Beginning at the top of the listing, repeat each line exactly until the line with "so identical inputs" has been repeated too.

══════════

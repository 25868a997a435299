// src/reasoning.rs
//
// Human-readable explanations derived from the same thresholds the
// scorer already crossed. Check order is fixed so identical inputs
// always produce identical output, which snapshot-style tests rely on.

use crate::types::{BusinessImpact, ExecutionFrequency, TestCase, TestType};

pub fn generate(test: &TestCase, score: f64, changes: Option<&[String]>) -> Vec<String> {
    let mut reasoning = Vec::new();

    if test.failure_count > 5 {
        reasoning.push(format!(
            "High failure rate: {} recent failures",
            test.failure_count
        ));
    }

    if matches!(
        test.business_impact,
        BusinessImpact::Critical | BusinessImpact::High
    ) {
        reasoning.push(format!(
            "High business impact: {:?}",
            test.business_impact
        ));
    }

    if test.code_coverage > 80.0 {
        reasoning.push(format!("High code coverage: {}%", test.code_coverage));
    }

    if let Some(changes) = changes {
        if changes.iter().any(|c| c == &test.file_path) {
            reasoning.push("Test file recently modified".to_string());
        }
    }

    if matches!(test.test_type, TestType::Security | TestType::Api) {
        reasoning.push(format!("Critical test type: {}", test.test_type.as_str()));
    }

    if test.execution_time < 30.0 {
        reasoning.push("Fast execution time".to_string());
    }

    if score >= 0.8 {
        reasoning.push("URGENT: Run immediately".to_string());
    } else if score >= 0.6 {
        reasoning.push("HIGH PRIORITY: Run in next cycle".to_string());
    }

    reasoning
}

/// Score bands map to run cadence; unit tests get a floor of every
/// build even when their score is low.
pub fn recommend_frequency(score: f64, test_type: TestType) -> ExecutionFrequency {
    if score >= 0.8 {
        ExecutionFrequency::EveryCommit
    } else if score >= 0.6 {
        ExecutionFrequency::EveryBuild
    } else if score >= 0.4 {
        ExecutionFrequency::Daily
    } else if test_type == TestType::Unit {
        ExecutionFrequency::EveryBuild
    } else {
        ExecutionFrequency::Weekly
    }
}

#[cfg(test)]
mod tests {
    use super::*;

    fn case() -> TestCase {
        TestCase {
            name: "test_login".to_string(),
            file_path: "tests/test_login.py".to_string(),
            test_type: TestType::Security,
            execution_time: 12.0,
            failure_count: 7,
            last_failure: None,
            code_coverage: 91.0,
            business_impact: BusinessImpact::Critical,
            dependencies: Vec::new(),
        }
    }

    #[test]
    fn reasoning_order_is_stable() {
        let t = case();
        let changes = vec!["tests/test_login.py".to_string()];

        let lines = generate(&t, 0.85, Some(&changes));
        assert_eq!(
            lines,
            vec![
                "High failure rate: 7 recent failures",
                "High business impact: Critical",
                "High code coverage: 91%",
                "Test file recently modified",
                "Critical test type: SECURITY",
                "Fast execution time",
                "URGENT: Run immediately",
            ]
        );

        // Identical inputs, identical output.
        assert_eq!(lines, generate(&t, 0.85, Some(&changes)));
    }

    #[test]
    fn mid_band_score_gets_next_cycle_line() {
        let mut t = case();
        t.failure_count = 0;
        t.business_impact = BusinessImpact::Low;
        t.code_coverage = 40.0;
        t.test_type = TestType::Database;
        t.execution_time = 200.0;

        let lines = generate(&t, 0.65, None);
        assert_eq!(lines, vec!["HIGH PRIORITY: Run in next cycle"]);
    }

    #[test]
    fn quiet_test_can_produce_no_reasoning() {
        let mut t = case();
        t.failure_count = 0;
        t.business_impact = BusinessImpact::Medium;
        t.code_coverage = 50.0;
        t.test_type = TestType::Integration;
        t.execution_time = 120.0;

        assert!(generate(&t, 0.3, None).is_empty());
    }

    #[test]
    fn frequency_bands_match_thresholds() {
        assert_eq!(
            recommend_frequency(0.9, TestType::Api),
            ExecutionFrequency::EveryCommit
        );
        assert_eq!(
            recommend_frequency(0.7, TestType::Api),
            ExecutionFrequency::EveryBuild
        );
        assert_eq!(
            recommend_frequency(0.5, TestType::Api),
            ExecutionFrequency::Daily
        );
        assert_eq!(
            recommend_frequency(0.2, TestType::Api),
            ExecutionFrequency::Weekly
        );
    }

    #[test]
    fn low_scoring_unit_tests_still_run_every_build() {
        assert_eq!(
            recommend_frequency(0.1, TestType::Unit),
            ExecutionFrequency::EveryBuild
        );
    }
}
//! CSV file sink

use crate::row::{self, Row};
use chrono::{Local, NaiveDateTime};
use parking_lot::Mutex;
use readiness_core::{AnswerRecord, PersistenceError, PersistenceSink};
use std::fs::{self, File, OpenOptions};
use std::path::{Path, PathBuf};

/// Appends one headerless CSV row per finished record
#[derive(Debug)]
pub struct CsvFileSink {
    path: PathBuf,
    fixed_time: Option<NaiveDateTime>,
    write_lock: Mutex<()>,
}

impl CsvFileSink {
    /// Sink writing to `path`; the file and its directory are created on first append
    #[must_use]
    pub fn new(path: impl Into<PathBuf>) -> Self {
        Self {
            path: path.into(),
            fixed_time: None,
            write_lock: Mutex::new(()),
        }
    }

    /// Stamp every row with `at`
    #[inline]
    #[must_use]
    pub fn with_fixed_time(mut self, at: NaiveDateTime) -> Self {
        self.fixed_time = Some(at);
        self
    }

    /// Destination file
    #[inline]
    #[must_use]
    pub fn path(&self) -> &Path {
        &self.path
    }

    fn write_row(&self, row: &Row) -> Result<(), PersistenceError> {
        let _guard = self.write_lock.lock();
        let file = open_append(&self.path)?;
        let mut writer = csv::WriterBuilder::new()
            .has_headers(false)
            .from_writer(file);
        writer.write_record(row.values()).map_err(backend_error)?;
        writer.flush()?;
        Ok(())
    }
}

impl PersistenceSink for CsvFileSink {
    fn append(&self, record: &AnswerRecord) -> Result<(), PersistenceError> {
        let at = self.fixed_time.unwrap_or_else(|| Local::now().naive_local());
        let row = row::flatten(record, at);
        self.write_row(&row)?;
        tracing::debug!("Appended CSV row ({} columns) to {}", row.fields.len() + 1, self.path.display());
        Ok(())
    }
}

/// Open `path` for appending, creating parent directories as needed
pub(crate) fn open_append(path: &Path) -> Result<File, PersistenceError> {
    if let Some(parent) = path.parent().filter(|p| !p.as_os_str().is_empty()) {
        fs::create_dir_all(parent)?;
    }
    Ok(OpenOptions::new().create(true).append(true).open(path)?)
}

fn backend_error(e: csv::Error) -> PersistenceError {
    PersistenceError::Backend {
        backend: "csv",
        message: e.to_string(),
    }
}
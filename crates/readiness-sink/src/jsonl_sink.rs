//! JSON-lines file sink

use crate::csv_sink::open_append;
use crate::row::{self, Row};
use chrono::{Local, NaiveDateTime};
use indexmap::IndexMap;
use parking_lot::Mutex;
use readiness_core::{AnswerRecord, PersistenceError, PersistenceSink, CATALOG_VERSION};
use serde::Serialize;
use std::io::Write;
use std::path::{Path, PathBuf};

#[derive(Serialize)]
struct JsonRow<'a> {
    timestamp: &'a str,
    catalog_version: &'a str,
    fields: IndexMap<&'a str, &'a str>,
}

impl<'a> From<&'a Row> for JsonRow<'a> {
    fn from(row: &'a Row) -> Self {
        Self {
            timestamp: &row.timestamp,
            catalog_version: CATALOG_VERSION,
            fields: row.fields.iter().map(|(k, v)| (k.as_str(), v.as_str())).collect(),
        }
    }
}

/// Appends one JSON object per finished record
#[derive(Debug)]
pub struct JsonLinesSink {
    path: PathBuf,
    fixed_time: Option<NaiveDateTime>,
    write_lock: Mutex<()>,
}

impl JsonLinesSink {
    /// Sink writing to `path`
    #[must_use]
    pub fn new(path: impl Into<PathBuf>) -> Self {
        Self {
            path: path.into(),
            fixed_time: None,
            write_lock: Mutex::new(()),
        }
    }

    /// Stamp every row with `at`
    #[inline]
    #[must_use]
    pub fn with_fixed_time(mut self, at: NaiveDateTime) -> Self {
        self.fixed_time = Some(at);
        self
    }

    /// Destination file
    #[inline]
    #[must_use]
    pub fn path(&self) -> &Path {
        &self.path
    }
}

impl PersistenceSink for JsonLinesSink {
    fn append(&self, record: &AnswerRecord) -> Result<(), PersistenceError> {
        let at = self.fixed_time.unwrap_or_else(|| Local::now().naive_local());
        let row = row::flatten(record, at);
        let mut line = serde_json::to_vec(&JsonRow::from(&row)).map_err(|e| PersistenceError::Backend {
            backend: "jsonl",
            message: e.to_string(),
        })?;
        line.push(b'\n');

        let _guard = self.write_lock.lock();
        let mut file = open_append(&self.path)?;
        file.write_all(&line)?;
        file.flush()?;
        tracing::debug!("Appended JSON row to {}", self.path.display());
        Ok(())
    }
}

══════════

*ANSWER SPACE*
repository 25868a997a435299
// src/reasoning.rs
//
// Human-readable explanations derived from the same thresholds the
// scorer already crossed. Check order is fixed so identical inputs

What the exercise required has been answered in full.